# Black gar?....



## Alan in GA (Jul 24, 2012)

Went to the family cabin {Lake Sinclair} this past weekend and saw a black gar cruising the shoreline. My SIL said she and the neighbor see it often and it is always cruising the shoreline for food. Did not have my cell phone camera with me but it definately was black, at least on his back! Ever catch a 'black' gar? This one was about 4' long.


----------



## NCHillbilly (Jul 24, 2012)

They're common in some lakes. I've shot a lot of them bowfishing.


----------



## brunofishing (Jul 24, 2012)

Harding is loaded with them..


----------



## Hankus (Jul 24, 2012)

Always wanted a biggun fer the wall


----------



## Coenen (Jul 24, 2012)

I've seen one before in Lanier, this may be "kid" memory taking over, but I remember the black body made him look like he had some freaky glowing green eyes.  I agree with Hankus, a big one would make for a very cool trophy.


----------



## Thunder Head (Jul 24, 2012)

My partner has caught one in hartwell. There seem to be more that are black on there back.


----------



## cartersvillealex (Jul 27, 2012)

I've never personally seen them, but I have heard that the black will somewhat rub off of them when caught.  I wonder if it is not some kind of algae that grows on them when they are sunning???


----------



## krazywayne (Jul 27, 2012)

My gf caught one Wednesday.
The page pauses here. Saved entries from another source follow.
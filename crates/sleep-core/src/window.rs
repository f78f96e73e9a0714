//! Time window classification.
//!
//! A window is given as a pair of whole hours in a timezone. When the end hour
//! is not after the start hour the window crosses midnight, and the concrete
//! instance that applies to a moment depends on which side of midnight the
//! moment is on.

use chrono::{DateTime, Duration, LocalResult, NaiveDate, TimeZone, Timelike, Utc};
use chrono_tz::Tz;

/// One concrete instance of a configured window.
#[derive(Debug, Clone, Copy, PartialEq, Eq)]
pub struct Window {
    /// Inclusive start.
    pub start: DateTime<Tz>,
    /// Inclusive end.
    pub end: DateTime<Tz>,
}

impl Window {
    /// Whether `instant` lies in `[start, end]`.
    pub fn contains(&self, instant: DateTime<Utc>) -> bool {
        self.start.with_timezone(&Utc) <= instant && instant <= self.end.with_timezone(&Utc)
    }
}

/// Resolves `hour:00:00` on `date` in `tz`.
///
/// Ambiguous local times take the earlier instant; local times skipped by a
/// DST gap move forward to the first existing half hour.
pub(crate) fn local_at(tz: Tz, date: NaiveDate, hour: u32) -> Option<DateTime<Tz>> {
    let naive = date.and_hms_opt(hour, 0, 0)?;
    match tz.from_local_datetime(&naive) {
        LocalResult::Single(instant) => Some(instant),
        LocalResult::Ambiguous(earliest, _) => Some(earliest),
        LocalResult::None => (1..=4)
            .find_map(|step| tz.from_local_datetime(&(naive + Duration::minutes(30 * step))).earliest()),
    }
}

/// Builds the window instance that applies to `now`.
///
/// Returns `None` when an hour is not a valid wall-clock hour.
pub fn window_bounds(tz: Tz, now: DateTime<Utc>, start_hour: u32, end_hour: u32) -> Option<Window> {
    let local = now.with_timezone(&tz);
    let date = local.date_naive();

    let mut start = local_at(tz, date, start_hour)?;
    let mut end = local_at(tz, date, end_hour)?;

    // The end instant itself still belongs to the window that started yesterday.
    if end_hour <= start_hour {
        if local.hour() < end_hour || local == end {
            start = local_at(tz, date.pred_opt()?, start_hour)?;
        } else {
            end = local_at(tz, date.succ_opt()?, end_hour)?;
        }
    }

    Some(Window { start, end })
}

/// Whether `now` falls inside the `[start_hour, end_hour]` window in `tz`.
pub fn is_in_window(tz: Tz, now: DateTime<Utc>, start_hour: u32, end_hour: u32) -> bool {
    window_bounds(tz, now, start_hour, end_hour).is_some_and(|window| window.contains(now))
}
//! # Sleep Bot
//!
//! Host process for the morning/night check-in bot.
//!
//! This is the main binary crate that wires configuration, logging,
//! persistence and the rollover scheduler together and drives the command
//! framework from a line-oriented event stream.

#![warn(missing_docs)]
#![warn(clippy::all)]
#![warn(clippy::pedantic)]
#![warn(clippy::nursery)]
#![allow(clippy::module_name_repetitions)]

pub mod bot;
pub mod error;
pub mod persistence;
pub mod scheduler;

pub use bot::*;
pub use error::*;
pub use persistence::SledStore;
pub use scheduler::{JobId, JobMetadata, SchedulerService};
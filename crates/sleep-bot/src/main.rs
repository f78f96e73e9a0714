//! Main entry point for the sleep check-in bot.

use std::path::PathBuf;
use std::sync::Arc;

use clap::Parser;
use sleep_bot::{BotError, BotResult, SleepBot, SledStore};
use sleep_common::logging::init_logging;
use sleep_config::{Config, ConfigCache, ConfigLoader, StorageBackend, CONFIG_PATH_ENV};
use sleep_core::{MemoryStore, SleepStore};
use tokio::io::BufReader;
use tracing::{error, info};

/// Morning/night greeting check-in bot.
///
/// Reads chat events as JSON lines on stdin and writes replies as JSON lines
/// on stdout.
#[derive(Debug, Parser)]
#[command(name = "sleep-bot", version, about)]
struct Cli {
    /// Configuration file (YAML or TOML).
    #[arg(short, long, env = CONFIG_PATH_ENV)]
    config: Option<PathBuf>,

    /// Database directory; overrides `storage.path`.
    #[arg(long)]
    data_dir: Option<PathBuf>,

    /// Log filter; overrides `logging.level`.
    #[arg(long)]
    log_level: Option<String>,
}

#[tokio::main]
async fn main() -> BotResult<()> {
    let cli = Cli::parse();
    let config = load_config(&cli)?;

    let _guard = init_logging(&config.logging).map_err(|e| BotError::Logging(e.to_string()))?;

    info!("Starting sleep check-in bot");

    let store = open_store(&config)?;
    let bot = SleepBot::new(Arc::new(ConfigCache::new(config)), store).await?;
    bot.start().await?;

    let stdin = BufReader::new(tokio::io::stdin());
    let stdout = tokio::io::stdout();

    let result = tokio::select! {
        result = bot.run(stdin, stdout) => result,
        _ = tokio::signal::ctrl_c() => {
            info!("Shutdown signal received");
            Ok(())
        }
    };

    if let Err(e) = &result {
        error!("Event loop failed: {e}");
    }
    bot.stop().await?;
    result
}

fn load_config(cli: &Cli) -> BotResult<Config> {
    let mut config = match &cli.config {
        Some(path) => ConfigLoader::load_config(path)?,
        None => ConfigLoader::load()?,
    };

    if let Some(dir) = &cli.data_dir {
        config.storage.path.clone_from(dir);
    }
    if let Some(level) = &cli.log_level {
        config.logging.level.clone_from(level);
    }

    Ok(config)
}

fn open_store(config: &Config) -> BotResult<Arc<dyn SleepStore>> {
    let store: Arc<dyn SleepStore> = match config.storage.backend {
        StorageBackend::Sled => Arc::new(SledStore::open(&config.storage.path)?),
        StorageBackend::Memory => {
            info!("Using in-memory storage; records are lost on exit");
            Arc::new(MemoryStore::new())
        }
    };
    Ok(store)
}
//! Server-assigned session tracking.

use reqwest::header::{HeaderMap, HeaderName, HeaderValue};
use tracing::{debug, warn};

use crate::negotiate::SESSION_HEADER;

/// The session id currently held by one client.
///
/// Not synchronized. The owning client serializes access.
#[derive(Debug, Default, Clone, PartialEq, Eq)]
pub struct SessionState {
    id: Option<String>,
}

impl SessionState {
    /// Create an empty session state.
    pub fn new() -> Self {
        Self::default()
    }

    /// The held session id.
    pub fn id(&self) -> Option<&str> {
        self.id.as_deref()
    }

    /// Whether a session id is held.
    pub fn is_active(&self) -> bool {
        self.id.is_some()
    }

    /// Return `base` plus the session header when a session id is held.
    pub fn attach_headers(&self, mut base: HeaderMap) -> HeaderMap {
        let Some(id) = self.id.as_deref() else {
            return base;
        };
        match HeaderValue::from_str(id) {
            Ok(value) => {
                base.insert(HeaderName::from_static(SESSION_HEADER), value);
            }
            Err(_) => warn!(session_id = %id, "Session id is not a valid header value"),
        }
        base
    }

    /// Replace the held session id. Last write wins.
    pub fn update(&mut self, id: impl Into<String>) {
        let id = id.into();
        if self.id.as_deref() != Some(id.as_str()) {
            debug!(session_id = %id, previous = ?self.id, "Session id updated");
        }
        self.id = Some(id);
    }

    /// Forget the held session id.
    pub fn clear(&mut self) -> Option<String> {
        self.id.take()
    }
}
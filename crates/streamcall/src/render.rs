//! Caller-facing wrapper: one tool call in its own session, rendered as text.
//!
//! Failures never escape as errors here; they degrade into a printable
//! `Error: ...` line.

use anyhow::{bail, Context};
use serde_json::{Map, Value};
use streamcall_mcp::{ClientConfig, McpClient, ResponsePayload, ToolCallResult};
use tokio_util::sync::CancellationToken;
use tracing::{debug, error, warn};

/// Rendered when the tool reply has no `result.content`.
pub const NO_RESULT: &str = "No result from tool";

/// How a tool reply is printed.
#[derive(Debug, Clone, Copy, PartialEq, Eq)]
pub enum OutputFormat {
    /// Content texts joined with spaces.
    Text,
    /// The decoded payload as pretty JSON.
    Raw,
}

/// Parse `--args` into a JSON object.
pub fn parse_arguments(raw: &str) -> anyhow::Result<Map<String, Value>> {
    let value: Value = serde_json::from_str(raw).context("Tool arguments must be valid JSON")?;
    match value {
        Value::Object(map) => Ok(map),
        other => bail!("Tool arguments must be a JSON object, got {other}"),
    }
}

/// Initialize a session, call `tool`, close the session and render the reply.
pub async fn run_tool(
    config: ClientConfig,
    tool: &str,
    arguments: Map<String, Value>,
    format: OutputFormat,
    cancel: Option<CancellationToken>,
) -> String {
    let mut client = match McpClient::new(config) {
        Ok(client) => client,
        Err(e) => return format!("Error: {e}"),
    };
    if let Some(token) = cancel {
        client = client.with_cancellation(token);
    }

    debug!(tool, url = %client.endpoint(), "Calling tool");
    let tool = tool.to_string();
    let result = client
        .scoped(move |client| Box::pin(async move { client.call_tool(&tool, arguments).await }))
        .await;

    match result {
        Ok(payload) => render(&payload, format),
        Err(e) => {
            error!(error = %e, "MCP error");
            format!("Error: {e}")
        }
    }
}

/// Render a decoded tool reply.
pub fn render(payload: &ResponsePayload, format: OutputFormat) -> String {
    match format {
        OutputFormat::Raw => match payload {
            ResponsePayload::JsonDocument(value) => {
                serde_json::to_string_pretty(value).unwrap_or_else(|_| value.to_string())
            }
            ResponsePayload::RawText(text) => text.clone(),
            ResponsePayload::EmptyBody => String::new(),
        },
        OutputFormat::Text => {
            if let Some(result) = ToolCallResult::from_payload(payload) {
                if result.is_error {
                    warn!("Tool reported an error result");
                }
                return result.text();
            }
            if let Some(err) = payload.rpc_error() {
                return format!("Error: {} ({})", err.message, err.code);
            }
            warn!(?payload, "No result returned by tool");
            NO_RESULT.to_string()
        }
    }
}
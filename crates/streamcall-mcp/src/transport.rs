//! HTTP transport for the streamable MCP endpoint.
//!
//! A transport performs exactly one HTTP round-trip. Header policy, session
//! tracking and payload decoding live in the client.

use async_trait::async_trait;
use futures::StreamExt;
use reqwest::header::HeaderMap;
use reqwest::{Client, Method, StatusCode};
use std::time::Duration;
use tracing::debug;

use crate::error::{McpError, McpResult};

/// HTTP methods used against the MCP endpoint.
#[derive(Debug, Clone, Copy, PartialEq, Eq)]
pub enum HttpMethod {
    Post,
    Delete,
}

impl HttpMethod {
    pub fn as_str(&self) -> &'static str {
        match self {
            HttpMethod::Post => "POST",
            HttpMethod::Delete => "DELETE",
        }
    }
}

impl From<HttpMethod> for Method {
    fn from(method: HttpMethod) -> Self {
        match method {
            HttpMethod::Post => Method::POST,
            HttpMethod::Delete => Method::DELETE,
        }
    }
}

/// One outgoing request.
#[derive(Debug, Clone)]
pub struct HttpRequest {
    pub method: HttpMethod,
    pub headers: HeaderMap,
    pub body: Option<String>,
}

/// A fully received response.
#[derive(Debug, Clone)]
pub struct HttpResponse {
    pub status: StatusCode,
    pub headers: HeaderMap,
    pub body: String,
}

/// Transport trait for MCP communication.
#[async_trait]
pub trait Transport: Send + Sync {
    /// Send one request and read the whole response.
    async fn send(&self, request: HttpRequest) -> McpResult<HttpResponse>;

    /// The endpoint this transport talks to.
    fn endpoint(&self) -> &str;
}

/// reqwest-backed transport.
pub struct ReqwestTransport {
    url: String,
    client: Client,
}

impl ReqwestTransport {
    /// Create a transport for `url`.
    ///
    /// `timeout` bounds each round-trip at the socket level; `None` waits
    /// indefinitely.
    pub fn new(url: impl Into<String>, timeout: Option<Duration>) -> McpResult<Self> {
        let mut builder = Client::builder();
        if let Some(timeout) = timeout {
            builder = builder.timeout(timeout);
        }
        let client = builder.build().map_err(|e| {
            McpError::connection_failed(format!("Failed to create HTTP client: {e}"))
        })?;

        Ok(Self {
            url: url.into(),
            client,
        })
    }

    /// Read the body chunk by chunk; SSE replies may stream for a while.
    async fn read_body(response: reqwest::Response) -> McpResult<String> {
        let mut stream = response.bytes_stream();
        let mut buffer = Vec::new();

        while let Some(chunk) = stream.next().await {
            let chunk = chunk.map_err(|e| {
                if e.is_timeout() {
                    McpError::Timeout
                } else {
                    McpError::connection_failed(format!("Stream error: {e}"))
                }
            })?;
            buffer.extend_from_slice(&chunk);
        }

        Ok(body_text(buffer))
    }
}

/// Body bytes as text. Invalid UTF-8 is replaced, and logged.
fn body_text(bytes: Vec<u8>) -> String {
    match String::from_utf8(bytes) {
        Ok(text) => text,
        Err(e) => {
            debug!(
                valid_up_to = e.utf8_error().valid_up_to(),
                "Response body is not valid UTF-8, replacing invalid bytes"
            );
            String::from_utf8_lossy(e.as_bytes()).into_owned()
        }
    }
}

#[async_trait]
impl Transport for ReqwestTransport {
    async fn send(&self, request: HttpRequest) -> McpResult<HttpResponse> {
        debug!(method = request.method.as_str(), url = %self.url, "Sending HTTP request");

        let mut builder = self
            .client
            .request(request.method.into(), &self.url)
            .headers(request.headers);
        if let Some(body) = request.body {
            builder = builder.body(body);
        }

        let response = builder.send().await.map_err(|e| {
            if e.is_timeout() {
                McpError::Timeout
            } else if e.is_connect() {
                McpError::connection_failed(format!("Connection failed: {e}"))
            } else {
                McpError::Http(e)
            }
        })?;

        let status = response.status();
        let headers = response.headers().clone();
        let body = Self::read_body(response).await?;

        debug!(%status, bytes = body.len(), "Received HTTP response");

        Ok(HttpResponse {
            status,
            headers,
            body,
        })
    }

    fn endpoint(&self) -> &str {
        &self.url
    }
}
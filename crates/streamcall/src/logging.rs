//! Logging initialization.
//!
//! Logs go to stderr so stdout only carries the rendered tool result.

use tracing_subscriber::EnvFilter;

/// Log level configuration.
#[derive(Debug, Clone, Copy, PartialEq, Eq, Default)]
pub enum LogLevel {
    Trace,
    Debug,
    Info,
    #[default]
    Warn,
    Error,
}

impl LogLevel {
    pub fn as_str(&self) -> &'static str {
        match self {
            LogLevel::Trace => "trace",
            LogLevel::Debug => "debug",
            LogLevel::Info => "info",
            LogLevel::Warn => "warn",
            LogLevel::Error => "error",
        }
    }

    /// Level for the given number of `-v` flags.
    pub fn from_verbosity(count: u8) -> Self {
        match count {
            0 => LogLevel::Warn,
            1 => LogLevel::Info,
            2 => LogLevel::Debug,
            _ => LogLevel::Trace,
        }
    }
}

/// Filter directive for our own crates at `level`.
pub fn filter_directive(level: LogLevel) -> String {
    let level = level.as_str();
    format!("warn,streamcall={level},streamcall_mcp={level}")
}

/// Initialize logging. `RUST_LOG` takes precedence over `level`.
pub fn init_logging(level: LogLevel) {
    let filter = EnvFilter::try_from_default_env()
        .unwrap_or_else(|_| EnvFilter::new(filter_directive(level)));

    tracing_subscriber::fmt()
        .with_env_filter(filter)
        .with_target(false)
        .with_writer(std::io::stderr)
        .init();
}
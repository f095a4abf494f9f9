//! Model Context Protocol (MCP) client for the streamable HTTP transport.
//!
//! One [`McpClient`] owns one server session: it performs the
//! `initialize` handshake, invokes tools and tears the session down again.
//! Replies may arrive as a JSON body or as a Server-Sent-Events stream; both
//! are decoded into a single [`ResponsePayload`].
//!
//! # Architecture
//!
//! ```text
//! ┌──────────┐     ┌────────────┐     ┌───────────┐     ┌────────────┐
//! │  caller  │────▶│ McpClient  │────▶│ Transport │────▶│ MCP server │
//! │          │◀────│ (session)  │◀────│  (HTTP)   │◀────│            │
//! └──────────┘     └────────────┘     └───────────┘     └────────────┘
//!                        │ decode
//!                        ▼
//!                  ResponsePayload
//! ```
//!
//! # Example
//!
//! ```no_run
//! use streamcall_mcp::{ClientConfig, McpClient, ToolCallResult};
//!
//! # async fn example() -> streamcall_mcp::McpResult<()> {
//! let mut client = McpClient::new(ClientConfig::new("http://localhost:3000/mcp"))?;
//! client.initialize().await?;
//!
//! let mut args = serde_json::Map::new();
//! args.insert("message".into(), "hello".into());
//! let payload = client.call_tool("echo", args).await;
//!
//! client.close().await;
//!
//! if let Some(result) = ToolCallResult::from_payload(&payload?) {
//!     println!("{}", result.text());
//! }
//! # Ok(())
//! # }
//! ```

mod client;
mod config;
mod error;
pub mod negotiate;
pub mod protocol;
mod session;
#[cfg(test)]
mod testing;
pub mod transport;

pub use client::{ClientState, InitializeAck, McpClient};
pub use config::{ClientConfig, DEFAULT_URL};
pub use error::{McpError, McpResult};
pub use negotiate::{ResponsePayload, SESSION_HEADER};
pub use protocol::{ToolCallResult, ToolContent, PROTOCOL_VERSION};
pub use session::SessionState;
pub use transport::{HttpMethod, HttpRequest, HttpResponse, ReqwestTransport, Transport};
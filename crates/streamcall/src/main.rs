//! streamcall - call tools on an MCP server over streamable HTTP.
//!
//! This is the main entry point for the streamcall CLI.

mod logging;
mod render;

use clap::{Parser, Subcommand};
use logging::LogLevel;
use render::OutputFormat;
use serde_json::{Map, Value};
use std::path::PathBuf;
use streamcall_mcp::ClientConfig;
use tokio_util::sync::CancellationToken;
use tracing::warn;

#[derive(Parser)]
#[command(name = "streamcall")]
#[command(author, version, about = "Call tools on an MCP server over streamable HTTP", long_about = None)]
struct Cli {
    /// MCP endpoint URL (default: http://localhost:3000/mcp)
    #[arg(long, global = true)]
    url: Option<String>,

    /// JSON config file
    #[arg(short, long, global = true)]
    config: Option<PathBuf>,

    /// Per-request timeout in seconds (default: wait indefinitely)
    #[arg(long, global = true)]
    timeout: Option<u64>,

    /// Increase log verbosity (-v, -vv, -vvv)
    #[arg(short, long, action = clap::ArgAction::Count, global = true)]
    verbose: u8,

    /// Subcommand
    #[command(subcommand)]
    command: Commands,
}

#[derive(Subcommand)]
enum Commands {
    /// Send a message to the server's echo tool
    Echo {
        /// Message to send
        #[arg(required = true, num_args = 1..)]
        message: Vec<String>,
    },
    /// Call any tool
    Call {
        /// Tool name
        tool: String,
        /// Tool arguments as a JSON object
        #[arg(short, long, default_value = "{}")]
        args: String,
        /// Print the decoded payload instead of the joined content text
        #[arg(long)]
        raw: bool,
    },
}

/// Layer command-line flags over the optional config file.
fn build_config(cli: &Cli) -> anyhow::Result<ClientConfig> {
    let mut config = match &cli.config {
        Some(path) => ClientConfig::from_json_file(path)?,
        None => ClientConfig::default(),
    };
    if let Some(url) = &cli.url {
        config.url = url.clone();
    }
    if let Some(secs) = cli.timeout {
        config.timeout_secs = Some(secs);
    }
    config.validate()?;
    Ok(config)
}

#[tokio::main]
async fn main() -> anyhow::Result<()> {
    let cli = Cli::parse();
    logging::init_logging(LogLevel::from_verbosity(cli.verbose));

    let config = build_config(&cli)?;

    let cancel = CancellationToken::new();
    let on_ctrl_c = cancel.clone();
    tokio::spawn(async move {
        if tokio::signal::ctrl_c().await.is_ok() {
            warn!("Interrupted, cancelling request");
            on_ctrl_c.cancel();
        }
    });

    let output = match cli.command {
        Commands::Echo { message } => {
            let mut arguments = Map::new();
            arguments.insert("message".to_string(), Value::String(message.join(" ")));
            render::run_tool(config, "echo", arguments, OutputFormat::Text, Some(cancel)).await
        }
        Commands::Call { tool, args, raw } => {
            let arguments = render::parse_arguments(&args)?;
            let format = if raw {
                OutputFormat::Raw
            } else {
                OutputFormat::Text
            };
            render::run_tool(config, &tool, arguments, format, Some(cancel)).await
        }
    };

    println!("{output}");
    Ok(())
}

#[cfg(test)]
mod tests {
    use super::*;
    use clap::CommandFactory;
    use std::io::Write;

    #[test]
    fn test_cli_definition() {
        Cli::command().debug_assert();
    }

    #[test]
    fn test_parse_echo() {
        let cli = Cli::try_parse_from(["streamcall", "echo", "hello", "world"]).unwrap();
        match cli.command {
            Commands::Echo { message } => assert_eq!(message, vec!["hello", "world"]),
            _ => panic!("Expected Echo"),
        }
        assert!(Cli::try_parse_from(["streamcall", "echo"]).is_err());
    }

    #[test]
    fn test_parse_call_with_globals() {
        let cli = Cli::try_parse_from([
            "streamcall",
            "call",
            "search",
            "--args",
            r#"{"q": "rust"}"#,
            "--raw",
            "--url",
            "https://example.com/mcp",
            "-vv",
        ])
        .unwrap();
        assert_eq!(cli.verbose, 2);
        assert_eq!(cli.url.as_deref(), Some("https://example.com/mcp"));
        match cli.command {
            Commands::Call { tool, args, raw } => {
                assert_eq!(tool, "search");
                assert_eq!(args, r#"{"q": "rust"}"#);
                assert!(raw);
            }
            _ => panic!("Expected Call"),
        }
    }

    #[test]
    fn test_build_config_defaults() {
        let cli = Cli::try_parse_from(["streamcall", "echo", "hi"]).unwrap();
        let config = build_config(&cli).unwrap();
        assert_eq!(config, ClientConfig::default());
    }

    #[test]
    fn test_build_config_flags_override_file() {
        let mut file = tempfile::NamedTempFile::new().unwrap();
        write!(
            file,
            r#"{{"url": "http://file.example/mcp", "timeoutSecs": 10}}"#
        )
        .unwrap();
        let path = file.path().to_str().unwrap().to_string();

        let cli = Cli::try_parse_from([
            "streamcall",
            "--config",
            &path,
            "--url",
            "http://flag.example/mcp",
            "echo",
            "hi",
        ])
        .unwrap();
        let config = build_config(&cli).unwrap();
        assert_eq!(config.url, "http://flag.example/mcp");
        assert_eq!(config.timeout_secs, Some(10));
    }

    #[test]
    fn test_build_config_rejects_bad_url() {
        let cli = Cli::try_parse_from(["streamcall", "--url", "localhost:3000", "echo", "hi"])
            .unwrap();
        assert!(build_config(&cli).is_err());
    }
}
First one I had ever seen! Crazy looking actually! Picture does no justice to how BLACK this thing was


----------



## xs5875 (Jul 27, 2012)

Very beautiful....









.....er....fish you have there...


----------



## NCHillbilly (Jul 27, 2012)

cartersvillealex said:


> I've never personally seen them, but I have heard that the black will somewhat rub off of them when caught.  I wonder if it is not some kind of algae that grows on them when they are sunning???



Nope, it don't rub off at all, it's the natural color of the fish. Most of the black ones are females.


----------



## Coenen (Jul 27, 2012)

krazywayne said:


> My gf caught one Wednesday. First one I had ever seen! Crazy looking actually! Picture does no justice to how BLACK this thing was


If I may be so bold, there are a couple of nice catches in that picture.


----------



## krazywayne (Jul 27, 2012)

Coenen said:


> If I may be so bold, there are a couple of nice catches in that picture.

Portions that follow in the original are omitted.